What is being asked
At the line with "assert!((0.0..TAU).contains(&s.angle()));", start repeating the data, and continue line by line through the final line, exactly.
┌─ Records to use
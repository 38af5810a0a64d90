use glam::{Mat4, Vec2, Vec3, Vec4};
use std::f32::consts::{FRAC_PI_2, TAU};

use super::input::{InputState, MouseButton, ViewerEvent};
use super::trackball::Trackball;
use crate::config::LIT_PROGRAM_COUNT;
use crate::model::{Lighting, MappingMode, Material, ModelInfo, Motion, TextureVariant};

#[derive(Debug, Clone, Copy, PartialEq, Eq, Default)]
pub enum Projection {
    #[default]
    Orthographic,
    Perspective,
}

impl Projection {
    pub const ALL: [Projection; 2] = [Projection::Orthographic, Projection::Perspective];

    pub fn label(self) -> &'static str {
        match self {
            Projection::Orthographic => "Orthographic",
            Projection::Perspective => "Perspective",
        }
    }

    pub fn matrix(self, aspect: f32) -> Mat4 {
        match self {
            Projection::Orthographic => Mat4::orthographic_rh(-aspect, aspect, -1.0, 1.0, 0.1, 5.0),
            Projection::Perspective => Mat4::perspective_rh(45f32.to_radians(), aspect, 0.1, 5.0),
        }
    }
}

/// Everything the viewer mutates between frames that does not live on the GPU.
pub struct ViewerState {
    pub input: InputState,
    pub model_trackball: Trackball,
    pub light_trackball: Trackball,
    pub lighting: Lighting,
    pub material: Material,
    pub mapping_mode: MappingMode,
    pub projection: Projection,
    pub motion: Motion,
    cursor: Vec2,
    zoom: f32,
    angle: f32,
    texture_variant: TextureVariant,
    current_program: usize,
    program_count: usize,
    viewport: (u32, u32),
    model_rotation: Mat4,
    view_matrix: Mat4,
    proj_matrix: Mat4,
}

impl ViewerState {
    pub const ZOOM_STEP: f32 = 0.2;
    pub const ZOOM_MIN: f32 = -1.5;
    pub const ZOOM_MAX: f32 = 1.0;
    /// Light direction before the light trackball rotation.
    pub const LIGHT_DIR: Vec4 = Vec4::new(-1.0, -1.0, -1.0, 0.0);
    /// Idle spin of the model trackball, radians per second.
    pub const INITIAL_SPIN: f32 = 0.1;

    pub fn new(program_count: usize, width: u32, height: u32) -> Self {
        let mut state = Self {
            input: InputState::default(),
            model_trackball: Trackball::new(),
            light_trackball: Trackball::new(),
            lighting: Lighting::default(),
            material: Material::default(),
            mapping_mode: MappingMode::default(),
            projection: Projection::default(),
            motion: Motion::default(),
            cursor: Vec2::ZERO,
            zoom: 0.0,
            angle: 0.0,
            texture_variant: TextureVariant::default(),
            current_program: 0,
            program_count,
            viewport: (width.max(1), height.max(1)),
            model_rotation: Mat4::IDENTITY,
            view_matrix: Mat4::IDENTITY,
            proj_matrix: Mat4::IDENTITY,
        };
        state.resize(width, height);
        state.reset_spin();
        state
    }

    pub fn handle_event(&mut self, event: &ViewerEvent) {
        match *event {
            ViewerEvent::KeyDown(dir) => self.input.set(dir),
            ViewerEvent::KeyUp(dir) => self.input.reset(dir),
            ViewerEvent::FocusLost => self.input.clear(),
            ViewerEvent::CursorMoved(pos) => {
                self.cursor = pos;
                self.model_trackball.mouse_move(pos);
                self.light_trackball.mouse_move(pos);
            }
            ViewerEvent::MouseDown(MouseButton::Primary) => self.model_trackball.mouse_press(self.cursor),
            ViewerEvent::MouseDown(MouseButton::Secondary) => self.light_trackball.mouse_press(self.cursor),
            ViewerEvent::MouseUp(MouseButton::Primary) => self.model_trackball.mouse_release(self.cursor),
            ViewerEvent::MouseUp(MouseButton::Secondary) => self.light_trackball.mouse_release(self.cursor),
            ViewerEvent::Wheel(delta) => {
                if delta != 0.0 {
                    let step = if delta > 0.0 { Self::ZOOM_STEP } else { -Self::ZOOM_STEP };
                    self.zoom = (self.zoom + step).clamp(Self::ZOOM_MIN, Self::ZOOM_MAX);
                }
            }
            ViewerEvent::Resized { width, height } => self.resize(width, height),
        }
    }

    fn resize(&mut self, width: u32, height: u32) {
        if width == 0 || height == 0 {
            return;
        }
        self.viewport = (width, height);
        self.model_trackball.resize_viewport(width, height);
        self.light_trackball.resize_viewport(width, height);
    }

    /// Per-frame update, run once before drawing.
    pub fn update(&mut self, dt: f32) {
        self.model_trackball.update(dt);
        self.light_trackball.update(dt);

        self.model_rotation = self.model_trackball.matrix();
        self.angle = (self.angle + 3.0 * FRAC_PI_2 * dt).rem_euclid(TAU);

        self.view_matrix = Mat4::look_at_rh(Vec3::new(0.0, 0.0, 2.0 + self.zoom), Vec3::ZERO, Vec3::Y);
        self.proj_matrix = self.projection.matrix(self.aspect());

        self.motion.update(dt, &self.input);
    }

    /// Trackball rotation followed by the walk animation.
    pub fn model_matrix(&self) -> Mat4 {
        self.model_rotation * self.motion.transform()
    }

    pub fn view_matrix(&self) -> Mat4 {
        self.view_matrix
    }

    pub fn projection_matrix(&self) -> Mat4 {
        self.proj_matrix
    }

    /// Inverse transpose of the model-view upper 3x3, widened back to 4x4.
    pub fn normal_matrix(&self) -> Mat4 {
        let model_view = glam::Mat3::from_mat4(self.view_matrix * self.model_matrix());
        Mat4::from_mat3(model_view.inverse().transpose())
    }

    pub fn light_direction(&self) -> Vec4 {
        (self.light_trackball.rotation() * Self::LIGHT_DIR.truncate()).extend(0.0)
    }

    pub fn zoom(&self) -> f32 {
        self.zoom
    }

    /// Decorative angle in [0, 2pi), advancing at 3pi/2 radians per second.
    pub fn angle(&self) -> f32 {
        self.angle
    }

    pub fn viewport(&self) -> (u32, u32) {
        self.viewport
    }

    pub fn aspect(&self) -> f32 {
        self.viewport.0 as f32 / self.viewport.1 as f32
    }

    pub fn texture_variant(&self) -> TextureVariant {
        self.texture_variant
    }

    /// Advance to the next built-in texture. The caller reloads the model.
    pub fn cycle_texture(&mut self) -> TextureVariant {
        self.texture_variant = self.texture_variant.next();
        self.texture_variant
    }

    pub fn current_program(&self) -> usize {
        self.current_program
    }

    pub fn program_count(&self) -> usize {
        self.program_count
    }

    /// Returns true when the active program changed and the model must be
    /// rebound to it.
    pub fn select_program(&mut self, index: usize) -> bool {
        if index >= self.program_count || index == self.current_program {
            return false;
        }
        self.current_program = index;
        true
    }

    /// Light and material uniforms only matter to the lit programs.
    pub fn shows_lighting_panel(&self) -> bool {
        self.current_program < LIT_PROGRAM_COUNT
    }

    /// Republish material constants and pick the mapping mode for a freshly
    /// loaded model. GUI edits to the previous material are discarded.
    pub fn apply_loaded_model(&mut self, info: &ModelInfo) {
        self.material = info.material;
        self.mapping_mode = MappingMode::for_mesh(info.has_uv);
    }

    /// Restore the slow idle spin about (1, 1, 1).
    pub fn reset_spin(&mut self) {
        self.model_trackball.set_axis(Vec3::ONE);
        self.model_trackball.set_velocity(Self::INITIAL_SPIN);
    }
}

#[cfg(test)]
mod tests {
    use super::*;
    use crate::controller::Direction;
    use std::path::PathBuf;

    fn state() -> ViewerState {
        ViewerState::new(6, 800, 600)
    }

    fn wheel(state: &mut ViewerState, delta: f32, notches: usize) {
        for _ in 0..notches {
            state.handle_event(&ViewerEvent::Wheel(delta));
        }
    }

    #[test]
    fn test_key_events_toggle_input_bits() {
        let mut s = state();
        s.handle_event(&ViewerEvent::KeyDown(Direction::Left));
        s.handle_event(&ViewerEvent::KeyDown(Direction::Up));
        assert!(s.input.is_set(Direction::Left) && s.input.is_set(Direction::Up));

        s.handle_event(&ViewerEvent::KeyUp(Direction::Left));
        assert!(!s.input.is_set(Direction::Left));
        assert!(s.input.is_set(Direction::Up));

        s.handle_event(&ViewerEvent::FocusLost);
        assert_eq!(s.input.bits(), 0);
    }

    #[test]
    fn test_zoom_steps_and_clamps() {
        for n in 0..10 {
            let mut s = state();
            wheel(&mut s, 1.0, n);
            let expected = (n as f32 * 0.2).min(1.0);
            assert!((s.zoom() - expected).abs() < 1e-5, "{n} notches up: {}", s.zoom());

            let mut s = state();
            wheel(&mut s, -3.0, n);
            let expected = (-(n as f32) * 0.2).max(-1.5);
            assert!((s.zoom() - expected).abs() < 1e-5, "{n} notches down: {}", s.zoom());
        }
    }

    #[test]
    fn test_four_cycles_restore_texture() {
        let mut s = state();
        let start = s.texture_variant();
        for _ in 0..3 {
            assert_ne!(s.cycle_texture(), start);
        }
        assert_eq!(s.cycle_texture(), start);
    }

    #[test]
    fn test_select_program_reports_changes_once() {
        let mut s = state();
        assert!(!s.select_program(0), "Already active");
        assert!(s.select_program(4));
        assert_eq!(s.current_program(), 4);
        assert!(!s.shows_lighting_panel());
        assert!(!s.select_program(4));
        assert!(!s.select_program(6), "Out of range is ignored");
        assert!(s.select_program(1));
        assert!(s.shows_lighting_panel());
    }

    #[test]
    fn test_loaded_model_sets_mapping_and_material() {
        let mut s = state();
        s.material.shininess = 3.0;
        let mut info = ModelInfo {
            path: PathBuf::from("cat.obj"),
            triangles: 12,
            has_uv: true,
            material: Material::default(),
        };
        s.apply_loaded_model(&info);
        assert_eq!(s.mapping_mode, MappingMode::FromMesh);
        assert_eq!(s.material, Material::default(), "GUI edits are overwritten");

        info.has_uv = false;
        s.apply_loaded_model(&info);
        assert_eq!(s.mapping_mode, MappingMode::Triplanar);
    }

    #[test]
    fn test_mouse_buttons_route_to_their_trackball() {
        let mut s = state();
        s.handle_event(&ViewerEvent::CursorMoved(Vec2::new(400.0, 300.0)));
        s.handle_event(&ViewerEvent::MouseDown(MouseButton::Secondary));
        assert!(s.light_trackball.is_tracking());
        assert!(!s.model_trackball.is_tracking());

        s.handle_event(&ViewerEvent::CursorMoved(Vec2::new(500.0, 300.0)));
        s.handle_event(&ViewerEvent::MouseUp(MouseButton::Secondary));
        assert!(!s.light_trackball.is_tracking());
        assert_ne!(s.light_direction(), ViewerState::LIGHT_DIR);
    }

    #[test]
    fn test_update_wraps_angle_and_places_camera() {
        let mut s = state();
        wheel(&mut s, 1.0, 2);
        for _ in 0..10 {
            s.update(0.5);
            assert!((0.0..TAU).contains(&s.angle()));
        }

        let eye = s.view_matrix().inverse().transform_point3(Vec3::ZERO);
        assert!((eye - Vec3::new(0.0, 0.0, 2.4)).length() < 1e-4);
        assert!(s.model_trackball.velocity() > 0.0, "Idle spin is on by default");
    }

    #[test]
    fn test_resize_updates_aspect() {
        let mut s = state();
        s.handle_event(&ViewerEvent::Resized { width: 1000, height: 500 });
        assert_eq!(s.viewport(), (1000, 500));
        assert_eq!(s.aspect(), 2.0);

        s.handle_event(&ViewerEvent::Resized { width: 0, height: 500 });
        assert_eq!(s.viewport(), (1000, 500), "Minimized windows keep the last size");
    }
}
└─
Solution for this problem
            assert!((0.0..TAU).contains(&s.angle()));
        }

        let eye = s.view_matrix().inverse().transform_point3(Vec3::ZERO);
        assert!((eye - Vec3::new(0.0, 0.0, 2.4)).length() < 1e-4);
        assert!(s.model_trackball.velocity() > 0.0, "Idle spin is on by default");
    }

    #[test]
    fn test_resize_updates_aspect() {
        let mut s = state();
        s.handle_event(&ViewerEvent::Resized { width: 1000, height: 500 });
        assert_eq!(s.viewport(), (1000, 500));
        assert_eq!(s.aspect(), 2.0);

        s.handle_event(&ViewerEvent::Resized { width: 0, height: 500 });
        assert_eq!(s.viewport(), (1000, 500), "Minimized windows keep the last size");
    }
}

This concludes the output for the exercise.